I started talking to friends about my newfound Succession obsession, admitting that I hadn’t watched season one. “But Kyle!” they screamed in agony. “Then how would you know about XYZ subtle foreshadowing / precipitating event / great line?” The answer is I don’t, and I don’t care. Plot and suspense are stressful to me and to be avoided in any circumstance. Plot makes me squirm even while watching Big Little Lies, which, to many other viewers, might seem aimless and ambient. Plot apathy is why I love watching Terrace House, a very slow Japanese reality show about almost nothing.

By starting in the middle, I can avoid getting caught in the trap of trying to anticipate what’s coming next (which to some people is the point of TV, I guess). It spares me a bunch of exposition but provides the puzzle of figuring out what did already happen. When I feel like it, I can go through the back catalog and have everything explained. 

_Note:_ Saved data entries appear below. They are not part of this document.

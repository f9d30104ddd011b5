//! Error types for gengine
//!
//! This module defines all error types used throughout the engine. Every
//! error is unrecoverable at the point of detection and is returned to the
//! caller of `initialize`/`evolve`; the engine never retries.

use thiserror::Error;

/// A configuration value outside its domain
#[derive(Debug, Error, Clone, PartialEq)]
pub enum ConfigError {
    /// Population size must be positive
    #[error("population_size must be greater than zero, got {0}")]
    InvalidPopulationSize(usize),

    /// DNA size must be positive
    #[error("dna_size must be greater than zero, got {0}")]
    InvalidDnaSize(usize),

    /// Mutation probability must lie in [0, 1]
    #[error("mutation_p must be a finite value in [0, 1], got {0}")]
    InvalidMutationProbability(f64),
}

/// An engine operation called from the wrong state
#[derive(Debug, Error, Clone, PartialEq, Eq)]
pub enum LifecycleError {
    /// `initialize` was called on an engine that is already running
    #[error("engine is already initialized")]
    AlreadyInitialized,

    /// An operation that needs a population was called before `initialize`
    #[error("engine has not been initialized")]
    NotInitialized,
}

/// Client code broke the callback contract
#[derive(Debug, Error, Clone, PartialEq)]
pub enum ContractViolation {
    /// `evaluate_fitness` returned a negative, NaN or infinite value
    #[error("invalid fitness {value} for individual {index}: must be finite and non-negative")]
    InvalidFitness { index: usize, value: f64 },

    /// An individual's DNA does not have the length established at generation 0
    #[error("DNA length mismatch for individual {index}: expected {expected}, got {actual}")]
    DnaLength {
        index: usize,
        expected: usize,
        actual: usize,
    },

    /// Two parents handed to a crossover operator differ in length
    #[error("parent DNA lengths differ: {left} vs {right}")]
    ParentLength { left: usize, right: usize },

    /// An operator produced a child of the wrong length
    #[error("{operator} produced DNA of length {actual}, expected {expected}")]
    OperatorOutput {
        operator: &'static str,
        expected: usize,
        actual: usize,
    },
}

/// Top-level error type for engine operations
#[derive(Debug, Error, Clone, PartialEq)]
pub enum EvolutionError {
    /// Invalid configuration
    #[error("Invalid configuration: {0}")]
    Configuration(#[from] ConfigError),

    /// Operation not valid in the current engine state
    #[error("Lifecycle error: {0}")]
    Lifecycle(#[from] LifecycleError),

    /// Client contract violation
    #[error("Contract violation: {0}")]
    Contract(#[from] ContractViolation),
}

/// Result type alias for engine operations
pub type EvoResult<T> = Result<T, EvolutionError>;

Succession also suits this way of watching because it’s not a show with a ton of subtlety. It has lots of detail, but subtlety, maybe not. The action is pretty literal. The characters constantly reiterate to the viewer what’s going on. (“Roman is trying to do what??”) Its joy is in its textures, the sharp jabs of dialogue, theater-like blocking of scenes, and sumptuous sets — whatever mansion they’re in this week. I prefer focusing on those pleasures rather than the inevitable question of who’s going to take over the family business. 

We should embrace nonlinear viewing as a form of resistance to the automated Content Funnel. Netflix wants you to just start at the beginning, like a normal person. But other worlds are possible! 

Other Algocult News 

— The search algorithm in Apple’s app store privileges its own products. So much for being unbiased.

— Google decides to make its Google News surfacing algorithm emphasize original reporting, like the sources of scoops, rather than aggregation or commentary. 

— Universities are admitting students and giving out financial aid “using sophisticated predictive algorithms, of what the student is worth to the college and what the college is worth to the student.”